Ce n’est un secret pour personne, qu’avec un interlocuteur comme Biya, champion de la pensée unique, il convient, pour éviter des ennuis, de ne soulever aucune objection à son « Cameroun uni et indivisible » dans un pays qui a actuellement volé en éclats à cause de cette intransigeance et cette surenchère politique. Faire semblant d’adhérer à l’opinion la moins étayée, relève tout simplement de l’hypocrisie. La paix n’est jamais garantie par la pensée unique. Il devient par conséquent très égoïste d’échapper  à nos responsabilités intellectuelles sur « la crise anglophone qui menace la stabilité du Cameroun. Chaque Camerounais qui a été formé dans les valeurs républicaines doit avoir le courage de ses idées. Il n’apportera la réfutation que de manière fondée, quand cela est utile. En s’abstenant de le faire, il n’enrichit ni le dialogue, ni le vivre ensemble et encore moins l’avènement d’un Cameroun prospère dont aspire la majorité des Camerounais.

Ce n’est donc pas croiser le fer que de porter la parole contradictoire. Dans chaque conflit, les deux interlocuteurs gagnent dans l’échange. L’attitude à observer est de garder le calme, d’être à l’écoute de l’autre avant d’opiner. Dans l’entreprise du dialogue, il faut du courage, de la souplesse et du respect. Courage pour soutenir, sans hargne ni passion, une idée; souplesse pour ne pas rejeter, d’un revers de main, un point de vue juste, et le respect, en se disant qu’on tire toujours bénéfice de l’autre. Au besoin, y apporter des nuances. L’essentiel est l’ouverture qui indique que l’on soit prêt à accepter un éclairage, à recevoir une lumière. Les gens qui s’enferment font du dogmatisme, la moindre tentative de dialogue avec eux dévoile leur fanatisme. L’électricité est toujours dans l’air.
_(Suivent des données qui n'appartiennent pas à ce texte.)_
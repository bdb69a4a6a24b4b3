//! Error types for LessonForge Core
//!
//! This module defines the error taxonomy shared by every stage of the
//! generate -> validate -> repair -> compile pipeline.
//! We use `thiserror` for ergonomic error definitions with automatic Display/Error implementations.

use serde::{Deserialize, Serialize};
use thiserror::Error;
use uuid::Uuid;

use crate::admission::AdmissionRejection;
use crate::lesson::LessonStatus;
use crate::validator::Violation;

/// Result type alias for LessonForge operations
pub type Result<T> = std::result::Result<T, ForgeError>;

/// Main error type for LessonForge operations
#[derive(Error, Debug)]
pub enum ForgeError {
    /// The outline was refused before any generation cost was incurred
    #[error("Admission rejected: {0}")]
    AdmissionRejected(#[from] AdmissionRejection),

    /// The client exhausted its request window
    #[error("Quota exceeded, retry after {retry_after_secs}s")]
    QuotaExceeded { retry_after_secs: u64 },

    /// Source still failed static validation after the repair budget was spent
    #[error("Validation rejected: {}", summarize_violations(.0))]
    ValidationRejected(Vec<Violation>),

    /// Translation produced unsafe or empty output, or the input was out of bounds
    #[error("Compilation failed: {0}")]
    CompilationFailed(String),

    /// The wall-clock budget for a request ran out
    #[error("Timed out after {0}s")]
    TimeoutExceeded(u64),

    /// The generation call itself failed
    #[error("Generation transport failure: {0}")]
    TransportFailure(String),

    /// Storage-related errors
    #[error("Storage error: {0}")]
    Storage(#[from] StorageError),

    /// The same outline is still generating or was generated recently
    #[error("Duplicate request: lesson {0} already covers this outline")]
    DuplicateRequest(Uuid),

    /// Lesson record lookup failed
    #[error("Lesson not found: {0}")]
    LessonNotFound(Uuid),

    /// Serialization errors
    #[error("Serialization error: {0}")]
    Serialization(#[from] serde_json::Error),

    /// IO errors
    #[error("IO error: {0}")]
    Io(#[from] std::io::Error),

    /// Generic error with context
    #[error("{context}: {source}")]
    WithContext {
        context: String,
        source: Box<ForgeError>,
    },
}

/// Errors related to lesson persistence
#[derive(Error, Debug, Clone)]
pub enum StorageError {
    #[error("Database error: {0}")]
    Database(String),

    #[error("Invalid lesson state transition from {from} to {to}")]
    InvalidTransition { from: LessonStatus, to: LessonStatus },

    #[error("Corrupt lesson row {id}: {reason}")]
    CorruptRecord { id: String, reason: String },
}

impl From<rusqlite::Error> for StorageError {
    fn from(e: rusqlite::Error) -> Self {
        StorageError::Database(e.to_string())
    }
}

impl From<rusqlite::Error> for ForgeError {
    fn from(e: rusqlite::Error) -> Self {
        ForgeError::Storage(e.into())
    }
}

/// Terminal failure classification surfaced to callers and persisted records
#[derive(Debug, Clone, Copy, PartialEq, Eq, Serialize, Deserialize)]
#[serde(rename_all = "snake_case")]
pub enum FailureKind {
    AdmissionRejected,
    QuotaExceeded,
    ValidationRejected,
    CompilationFailed,
    TimeoutExceeded,
    TransportFailure,
    DuplicateRequest,
    Internal,
}

impl FailureKind {
    pub fn as_str(&self) -> &'static str {
        match self {
            FailureKind::AdmissionRejected => "admission_rejected",
            FailureKind::QuotaExceeded => "quota_exceeded",
            FailureKind::ValidationRejected => "validation_rejected",
            FailureKind::CompilationFailed => "compilation_failed",
            FailureKind::TimeoutExceeded => "timeout_exceeded",
            FailureKind::TransportFailure => "transport_failure",
            FailureKind::DuplicateRequest => "duplicate_request",
            FailureKind::Internal => "internal",
        }
    }
}

impl std::fmt::Display for FailureKind {
    fn fmt(&self, f: &mut std::fmt::Formatter<'_>) -> std::fmt::Result {
        f.write_str(self.as_str())
    }
}

impl ForgeError {
    /// Add context to an error
    pub fn context(self, context: impl Into<String>) -> Self {
        Self::WithContext {
            context: context.into(),
            source: Box::new(self),
        }
    }

    /// Classify the error into the pipeline failure taxonomy
    pub fn kind(&self) -> FailureKind {
        match self {
            ForgeError::AdmissionRejected(_) => FailureKind::AdmissionRejected,
            ForgeError::QuotaExceeded { .. } => FailureKind::QuotaExceeded,
            ForgeError::ValidationRejected(_) => FailureKind::ValidationRejected,
            ForgeError::CompilationFailed(_) => FailureKind::CompilationFailed,
            ForgeError::TimeoutExceeded(_) => FailureKind::TimeoutExceeded,
            ForgeError::TransportFailure(_) => FailureKind::TransportFailure,
            ForgeError::DuplicateRequest(_) => FailureKind::DuplicateRequest,
            ForgeError::WithContext { source, .. } => source.kind(),
            _ => FailureKind::Internal,
        }
    }
}

fn summarize_violations(violations: &[Violation]) -> String {
    match violations {
        [] => "no violations recorded".to_string(),
        [only] => only.message.clone(),
        [first, rest @ ..] => format!("{} (+{} more)", first.message, rest.len()),
    }
}

/// Extension trait for adding context to Results
pub trait ResultExt<T> {
    /// Add context to a Result
    fn context(self, context: impl Into<String>) -> Result<T>;

    /// Add lazy context to a Result
    fn with_context<F>(self, f: F) -> Result<T>
    where
        F: FnOnce() -> String;
}

impl<T, E> ResultExt<T> for std::result::Result<T, E>
where
    E: Into<ForgeError>,
{
    fn context(self, context: impl Into<String>) -> Result<T> {
        self.map_err(|e| e.into().context(context))
    }

    fn with_context<F>(self, f: F) -> Result<T>
    where
        F: FnOnce() -> String,
    {
        self.map_err(|e| e.into().context(f()))
    }
}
Or, en tant que Camerounais, je suis de ceux qui croient en un Cameroun fédéral où l’Anglophone et le Francophone vivront ensemble en harmonie sans que l’un ne domine l’autre dans un rapport d’égalité de chance pour tous. Et si la société devenait apaisée en nous battant courageusement pour ramener nos « frères ambazoniens » à la maison, n’y aurait-il pas un effet d’entraînement dans le sens d’échanges moins heurtés, moins vifs, de prises de parole moins virulentes? Car, après tout, il n’est pas dit que, dans toutes les occasions, l’échange doive tourner à l’empoignade ou à la guerre. Le lieu de débat n’est pas une foire d’empoigne et d’assassinats de ceux qui ne partagent pas notre position. La forme de l’État ne peut être figée. C’est un contrat social qui doit être basé sur le consensus. Plus que jamais, est vivement encouragée la venue d’une société de débat au Cameroun au lieu de combat. Ça sera donc une évolution notable.
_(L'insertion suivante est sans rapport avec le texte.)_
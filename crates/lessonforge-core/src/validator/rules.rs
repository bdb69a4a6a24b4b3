//! The default rule set

use lazy_static::lazy_static;
use regex::Regex;

use super::ordering::UseBeforeDeclarationRule;
use super::patterns::{self, ALLOWED_MODULES, DANGEROUS_PATTERNS};
use super::{RuleId, SourceUnit, ValidationRule, Violation};
use crate::syntax;

/// React hooks that must be named-imported when referenced bare
pub const REACT_HOOKS: &[&str] = &[
    "useState",
    "useEffect",
    "useContext",
    "useReducer",
    "useCallback",
    "useMemo",
    "useRef",
    "useLayoutEffect",
    "useImperativeHandle",
    "useDebugValue",
    "useId",
    "useTransition",
    "useDeferredValue",
    "useSyncExternalStore",
    "useInsertionEffect",
];

lazy_static! {
    static ref DEFAULT_EXPORT_FUNCTION: Regex =
        Regex::new(r"\bexport\s+default\s+(?:async\s+)?function\s*\*?\s*([A-Za-z_$][\w$]*)").unwrap();
    static ref RETURNS_MARKUP: Regex = Regex::new(r"\breturn\s*\(?\s*<").unwrap();
    static ref MARKUP_OPEN: Regex = Regex::new(r"<[A-Za-z>]").unwrap();
    static ref CLIENT_DIRECTIVE: Regex =
        Regex::new(r#"(?m)^\s*(?:'use client'|"use client")\s*;?"#).unwrap();
    static ref REACT_NAMED_IMPORT: Regex =
        Regex::new(r#"\bimport\s+(?:[\w$]+\s*,\s*)?\{([^}]*)\}\s*from\s*['"]react['"]"#).unwrap();
    static ref BARE_HOOK_CALLS: Vec<(&'static str, Regex)> = REACT_HOOKS
        .iter()
        .map(|hook| {
            let pattern = format!(r"(?:^|[^\w$.]){}\s*[(<]", hook);
            (*hook, Regex::new(&pattern).unwrap())
        })
        .collect();
}

/// The rules in reporting order
pub fn default_rules() -> Vec<Box<dyn ValidationRule>> {
    let mut rules: Vec<Box<dyn ValidationRule>> = vec![
        Box::new(EmptySourceRule),
        Box::new(DefaultExportRule),
        Box::new(ComponentNameRule),
        Box::new(RendersMarkupRule),
        Box::new(UnclosedMarkupRule),
    ];
    for index in 0..DANGEROUS_PATTERNS.len() {
        rules.push(Box::new(ForbiddenConstructRule::new(index)));
    }
    rules.push(Box::new(DisallowedImportRule));
    rules.push(Box::new(DelimiterBalanceRule::new('{', '}', "braces")));
    rules.push(Box::new(DelimiterBalanceRule::new('(', ')', "parentheses")));
    rules.push(Box::new(DelimiterBalanceRule::new('[', ']', "brackets")));
    rules.push(Box::new(ClientDirectiveRule));
    rules.push(Box::new(HookImportRule));
    rules.push(Box::new(UseBeforeDeclarationRule));
    rules.push(Box::new(SyntaxErrorRule));
    rules
}

fn default_export_names(text: &str) -> Vec<&str> {
    DEFAULT_EXPORT_FUNCTION
        .captures_iter(text)
        .filter_map(|c| c.get(1))
        .map(|m| m.as_str())
        .collect()
}

pub struct EmptySourceRule;

impl ValidationRule for EmptySourceRule {
    fn id(&self) -> RuleId {
        RuleId::EmptySource
    }

    fn evaluate(&self, unit: &SourceUnit<'_>) -> Option<Violation> {
        unit.text
            .trim()
            .is_empty()
            .then(|| Violation::new(self.id(), "Source is empty"))
    }
}

/// Exactly one `export default function <Identifier>`
pub struct DefaultExportRule;

impl ValidationRule for DefaultExportRule {
    fn id(&self) -> RuleId {
        RuleId::DefaultExport
    }

    fn evaluate(&self, unit: &SourceUnit<'_>) -> Option<Violation> {
        match default_export_names(unit.text).len() {
            1 => None,
            0 => Some(Violation::new(
                self.id(),
                "Missing `export default function <ComponentName>` entry point",
            )),
            n => Some(Violation::new(
                self.id(),
                format!("Found {} `export default function` declarations; exactly one is allowed", n),
            )),
        }
    }
}

pub struct ComponentNameRule;

impl ValidationRule for ComponentNameRule {
    fn id(&self) -> RuleId {
        RuleId::ComponentName
    }

    fn evaluate(&self, unit: &SourceUnit<'_>) -> Option<Violation> {
        let name = default_export_names(unit.text).into_iter().next()?;
        if name.chars().next().map_or(false, |c| c.is_ascii_uppercase()) {
            return None;
        }
        Some(Violation::new(
            self.id(),
            format!("Component name '{}' must start with an uppercase letter", name),
        ))
    }
}

pub struct RendersMarkupRule;

impl ValidationRule for RendersMarkupRule {
    fn id(&self) -> RuleId {
        RuleId::RendersMarkup
    }

    fn evaluate(&self, unit: &SourceUnit<'_>) -> Option<Violation> {
        if RETURNS_MARKUP.is_match(unit.text) {
            return None;
        }
        Some(Violation::new(self.id(), "Component never returns JSX markup"))
    }
}

pub struct UnclosedMarkupRule;

impl ValidationRule for UnclosedMarkupRule {
    fn id(&self) -> RuleId {
        RuleId::UnclosedMarkup
    }

    fn evaluate(&self, unit: &SourceUnit<'_>) -> Option<Violation> {
        let opens = MARKUP_OPEN.is_match(unit.text);
        let closes = unit.text.contains("</") || unit.text.contains("/>");
        if !opens || closes {
            return None;
        }
        Some(Violation::new(
            self.id(),
            "JSX markup is opened but no closing tag (`</...>` or `/>`) appears",
        ))
    }
}

/// One dangerous primitive from the shared pattern table
pub struct ForbiddenConstructRule {
    label: &'static str,
    pattern: &'static Regex,
}

impl ForbiddenConstructRule {
    /// Rule for entry `index` of the dangerous-pattern table
    pub fn new(index: usize) -> Self {
        let table: &'static Vec<(&'static str, Regex)> = &DANGEROUS_PATTERNS;
        let (label, pattern) = &table[index];
        Self {
            label: *label,
            pattern,
        }
    }

    pub fn label(&self) -> &'static str {
        self.label
    }
}

impl ValidationRule for ForbiddenConstructRule {
    fn id(&self) -> RuleId {
        RuleId::ForbiddenConstruct
    }

    fn evaluate(&self, unit: &SourceUnit<'_>) -> Option<Violation> {
        self.pattern.is_match(unit.text).then(|| {
            Violation::new(self.id(), format!("Forbidden construct: {}", self.label))
        })
    }
}

pub struct DisallowedImportRule;

impl ValidationRule for DisallowedImportRule {
    fn id(&self) -> RuleId {
        RuleId::DisallowedImport
    }

    fn evaluate(&self, unit: &SourceUnit<'_>) -> Option<Violation> {
        let disallowed = patterns::disallowed_imports(unit.text);
        if disallowed.is_empty() {
            return None;
        }
        let listed = disallowed
            .iter()
            .map(|m| format!("'{}'", m))
            .collect::<Vec<_>>()
            .join(", ");
        Some(Violation::new(
            self.id(),
            format!(
                "Only {} may be imported; found {}",
                ALLOWED_MODULES
                    .iter()
                    .map(|m| format!("'{}'", m))
                    .collect::<Vec<_>>()
                    .join(", "),
                listed
            ),
        ))
    }
}

/// Raw open/close counts of one delimiter pair must match
pub struct DelimiterBalanceRule {
    open: char,
    close: char,
    name: &'static str,
}

impl DelimiterBalanceRule {
    pub fn new(open: char, close: char, name: &'static str) -> Self {
        Self { open, close, name }
    }
}

impl ValidationRule for DelimiterBalanceRule {
    fn id(&self) -> RuleId {
        RuleId::UnbalancedDelimiters
    }

    fn evaluate(&self, unit: &SourceUnit<'_>) -> Option<Violation> {
        let opened = unit.text.chars().filter(|c| *c == self.open).count();
        let closed = unit.text.chars().filter(|c| *c == self.close).count();
        if opened == closed {
            return None;
        }
        Some(Violation::new(
            self.id(),
            format!(
                "Unbalanced {}: {} '{}' vs {} '{}'",
                self.name, opened, self.open, closed, self.close
            ),
        ))
    }
}

pub struct ClientDirectiveRule;

impl ValidationRule for ClientDirectiveRule {
    fn id(&self) -> RuleId {
        RuleId::ClientDirective
    }

    fn evaluate(&self, unit: &SourceUnit<'_>) -> Option<Violation> {
        if CLIENT_DIRECTIVE.is_match(unit.text) {
            return None;
        }
        Some(Violation::new(self.id(), "Missing 'use client' directive"))
    }
}

/// Bare hook calls need `import { useX } from 'react'`
pub struct HookImportRule;

impl HookImportRule {
    fn imported_names(text: &str) -> Vec<String> {
        REACT_NAMED_IMPORT
            .captures_iter(text)
            .filter_map(|c| c.get(1))
            .flat_map(|group| {
                group
                    .as_str()
                    .split(',')
                    .filter_map(|spec| {
                        let name = spec.trim().trim_start_matches("type ").split_whitespace().next()?;
                        Some(name.to_string())
                    })
                    .collect::<Vec<_>>()
            })
            .collect()
    }
}

impl ValidationRule for HookImportRule {
    fn id(&self) -> RuleId {
        RuleId::HookImport
    }

    fn evaluate(&self, unit: &SourceUnit<'_>) -> Option<Violation> {
        let imported = Self::imported_names(unit.text);
        let missing: Vec<&str> = BARE_HOOK_CALLS
            .iter()
            .filter(|(hook, regex)| regex.is_match(unit.text) && !imported.iter().any(|i| i == hook))
            .map(|(hook, _)| *hook)
            .collect();
        if missing.is_empty() {
            return None;
        }
        Some(Violation::new(
            self.id(),
            format!(
                "React hooks used without a named import from 'react': {}",
                missing.join(", ")
            ),
        ))
    }
}

/// Full TSX parse; ERROR and MISSING nodes
pub struct SyntaxErrorRule;

impl ValidationRule for SyntaxErrorRule {
    fn id(&self) -> RuleId {
        RuleId::SyntaxError
    }

    fn evaluate(&self, unit: &SourceUnit<'_>) -> Option<Violation> {
        if unit.text.trim().is_empty() {
            return None;
        }
        let Some(tree) = unit.tree.as_ref() else {
            return Some(Violation::new(self.id(), "Source could not be parsed as TSX"));
        };
        let diagnostics = syntax::syntax_diagnostics(tree, unit.text);
        if diagnostics.is_empty() {
            return None;
        }
        let listed = diagnostics
            .iter()
            .map(|d| d.to_string())
            .collect::<Vec<_>>()
            .join("; ");
        Some(Violation::new(self.id(), format!("Syntax errors: {}", listed)))
    }
}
J’ai vécu dans la très grande amertume l’arrestation, puis la libération et enfin la déportation de mon frère Patrice Nganang  hors du pays où est enterré son nombril ombilical. Ce pays qui l’a vu naître, où il a fait toutes ses études primaires et universitaires, où il est rentré même  bâtir une école par amour pour son pays. Mais, on l’a expulsé sous ordre d’un président machiavélique qui prône pourtant « le vivre ensemble » et un « Cameroun uni et indivisible »! Ce mépris du droit du sol a radicalisé cet intellectuel courageux et intègre qui a osé nous exposer le danger de la « guerre dans les régions anglophones » du Cameroun. Son seul crime a été de défier publiquement la thèse des autorités de Yaoundé prêtes à sanctifier la forme d’un « État unitaire » qui ne fait pas l’unanimité au sein de l’opinion nationale et internationale. Patrice Nganang est ainsi devenu « Ambazonien », cette nouvelle république qu’il rêve vivre autonome et côte à côte avec Le Cameroun Oriental, en majorité constitué de « Francophones »!
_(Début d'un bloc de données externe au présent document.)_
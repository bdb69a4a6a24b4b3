//! Lesson pipeline: admission, background generation and the terminal write
//!
//! [`LessonPipeline::admit`] runs synchronously inside the request handler.
//! [`LessonPipeline::run`] is the body of the spawned task: it bounds the
//! repair loop with a wall-clock timeout and then writes the record's
//! terminal status exactly once.

use std::sync::Arc;
use std::time::Duration;

use chrono::Utc;
use lessonforge_core::{
    AdmissionFilter, ForgeError, GenerationRequest, LessonRecord, LessonStore, Result,
};
use tokio::task::JoinHandle;
use tracing::{error, info, warn};

use crate::generator::LessonGenerator;
use crate::orchestrator::{RepairOrchestrator, RepairOutcome};

/// Default wall-clock budget for one lesson, repair attempts included
pub const DEFAULT_TIMEOUT: Duration = Duration::from_secs(600);

/// Default window in which a generated lesson blocks the same outline
pub const DEFAULT_DUPLICATE_WINDOW: Duration = Duration::from_secs(300);

pub struct LessonPipeline {
    orchestrator: RepairOrchestrator,
    generator: Arc<dyn LessonGenerator>,
    store: Arc<dyn LessonStore>,
    timeout: Duration,
    duplicate_window: Duration,
}

impl LessonPipeline {
    pub fn new(generator: Arc<dyn LessonGenerator>, store: Arc<dyn LessonStore>) -> Self {
        Self {
            orchestrator: RepairOrchestrator::new(),
            generator,
            store,
            timeout: DEFAULT_TIMEOUT,
            duplicate_window: DEFAULT_DUPLICATE_WINDOW,
        }
    }

    pub fn with_orchestrator(mut self, orchestrator: RepairOrchestrator) -> Self {
        self.orchestrator = orchestrator;
        self
    }

    pub fn with_timeout(mut self, timeout: Duration) -> Self {
        self.timeout = timeout;
        self
    }

    pub fn with_duplicate_window(mut self, window: Duration) -> Self {
        self.duplicate_window = window;
        self
    }

    pub fn store(&self) -> &Arc<dyn LessonStore> {
        &self.store
    }

    pub fn generator(&self) -> &Arc<dyn LessonGenerator> {
        &self.generator
    }

    pub fn orchestrator(&self) -> &RepairOrchestrator {
        &self.orchestrator
    }

    /// Admission filter, duplicate check, then a new `generating` record
    pub async fn admit(&self, outline: &str) -> Result<LessonRecord> {
        AdmissionFilter::check(outline).into_result()?;

        let outline = outline.trim();
        let window = chrono::Duration::from_std(self.duplicate_window)
            .unwrap_or_else(|_| chrono::Duration::zero());
        let since = Utc::now() - window;
        let record = LessonRecord::generating(outline);
        if let Some(existing) = self.store.create_unless_duplicate(&record, since).await? {
            info!(lesson_id = %existing.id, "duplicate outline refused");
            return Err(ForgeError::DuplicateRequest(existing.id));
        }
        info!(lesson_id = %record.id, title = %record.title, "lesson admitted");
        Ok(record)
    }

    /// Generate, repair and persist the outcome for an admitted record
    pub async fn run(&self, record: &LessonRecord) -> Result<LessonRecord> {
        let request = GenerationRequest::new(record.id, record.outline.clone());
        let outcome = tokio::time::timeout(
            self.timeout,
            self.orchestrator.run(self.generator.as_ref(), &request),
        )
        .await;

        let written = match outcome {
            Ok(RepairOutcome::Accepted { source, attempts }) => {
                info!(lesson_id = %record.id, attempts, "lesson generated");
                self.store.mark_generated(record.id, &record.title, &source).await
            }
            Ok(RepairOutcome::Rejected { reason, attempts }) => {
                warn!(lesson_id = %record.id, attempts, "lesson failed");
                self.store.mark_failed(record.id, &reason.describe()).await
            }
            Err(_) => {
                warn!(lesson_id = %record.id, timeout = ?self.timeout, "lesson generation timed out");
                let message = format!("Lesson generation timed out after {:?}", self.timeout);
                self.store.mark_failed(record.id, &message).await
            }
        };

        written.map_err(|e| {
            error!(lesson_id = %record.id, "terminal write failed: {}", e);
            e
        })
    }

    /// Run the pipeline for `record` on its own task
    pub fn spawn(self: &Arc<Self>, record: LessonRecord) -> JoinHandle<()> {
        let pipeline = Arc::clone(self);
        tokio::spawn(async move {
            // errors are already logged by run()
            let _ = pipeline.run(&record).await;
        })
    }

    /// [`admit`](Self::admit) then [`spawn`](Self::spawn)
    pub async fn submit(self: &Arc<Self>, outline: &str) -> Result<LessonRecord> {
        let record = self.admit(outline).await?;
        self.spawn(record.clone());
        Ok(record)
    }
}

impl std::fmt::Debug for LessonPipeline {
    fn fmt(&self, f: &mut std::fmt::Formatter<'_>) -> std::fmt::Result {
        f.debug_struct("LessonPipeline")
            .field("generator", &self.generator.name())
            .field("max_attempts", &self.orchestrator.max_attempts())
            .field("timeout", &self.timeout)
            .field("duplicate_window", &self.duplicate_window)
            .finish()
    }
}
//! The generation seam
//!
//! [`LessonGenerator`] is the only way the pipeline talks to a model. A call
//! with a [`RepairContext`] asks the model to fix its previous draft.

use async_trait::async_trait;
use lessonforge_core::{GenerationRequest, Violation};

use crate::error::GenerationError;

/// The previous draft and everything wrong with it
#[derive(Debug, Clone, PartialEq, Eq)]
pub struct RepairContext {
    pub previous_source: String,
    pub violations: Vec<Violation>,
}

impl RepairContext {
    pub fn new(previous_source: impl Into<String>, violations: Vec<Violation>) -> Self {
        Self {
            previous_source: previous_source.into(),
            violations,
        }
    }
}

/// A model that writes lesson components
#[async_trait]
pub trait LessonGenerator: Send + Sync + std::fmt::Debug {
    /// Provider name for logs
    fn name(&self) -> &str;

    /// Produce raw model output for one attempt. The output may still be
    /// wrapped in Markdown; the orchestrator extracts the code.
    async fn generate(
        &self,
        request: &GenerationRequest,
        repair: Option<&RepairContext>,
    ) -> Result<String, GenerationError>;
}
La position de Patrice Nganang est une position que je respecte, d’abord pour sa franchise, suite à tous les déboires qu’il a vécus de la main des autorités camerounaises. Je saisis l’occasion pour lui présenter mes excuses pour toutes les persécutions qu’il a vécues dans son pays, notre pays. J’invite par la même occasion toute la classe politique camerounaise de songer à présenter leurs excuses à tous nos compatriotes qui ont reçu les nationalités des pays où ils travaillent pour tout le chantage de nationalité dont ils sont victimes de la part des autorités de Yaoundé. Ça fait un an que Richard Bona a perdu sa mère au Cameroun, et n’a pu organiser des funérailles pour celle qui l’a fait venir au monde dans son propre pays, à cause des persécutions de la part du régime de Yaoundé.

Je n’ai jamais cessé de croire aux vertus du dialogue que prône le Dr. Adamou Ndam Njoya de l’Union Démocratique du peuple Camerounais. Je veux rappeler en passant qu’il est dans la scène politique camerounaise l’unique leader politique avec qui j’ai gardé les relations de père en fils. J’ai pu apprécier la candeur de sa vision que je respecte, exactement comme je le fais pour d’autres compatriotes sur l’avenir du Cameroun.

Le Cameroun est à la croisé de chemins. Comme en 1991, nous sommes revenus à la case du départ. D’un côté, nous avons le pouvoir en place que dirige le président Paul Biya, lancé dans une guerre sans merci contre les séparatistes qui sont décidés à créer leur État. De l’autre, nous avons l’opposition déjà en campagne pour les présidentielles non officiellement déclarées. Quelle est donc la priorité au Cameroun? Le dialogue national inclusif pour ramener la paix? La guerre pour venir à bout des séparatistes? Ou les élections présidentielles?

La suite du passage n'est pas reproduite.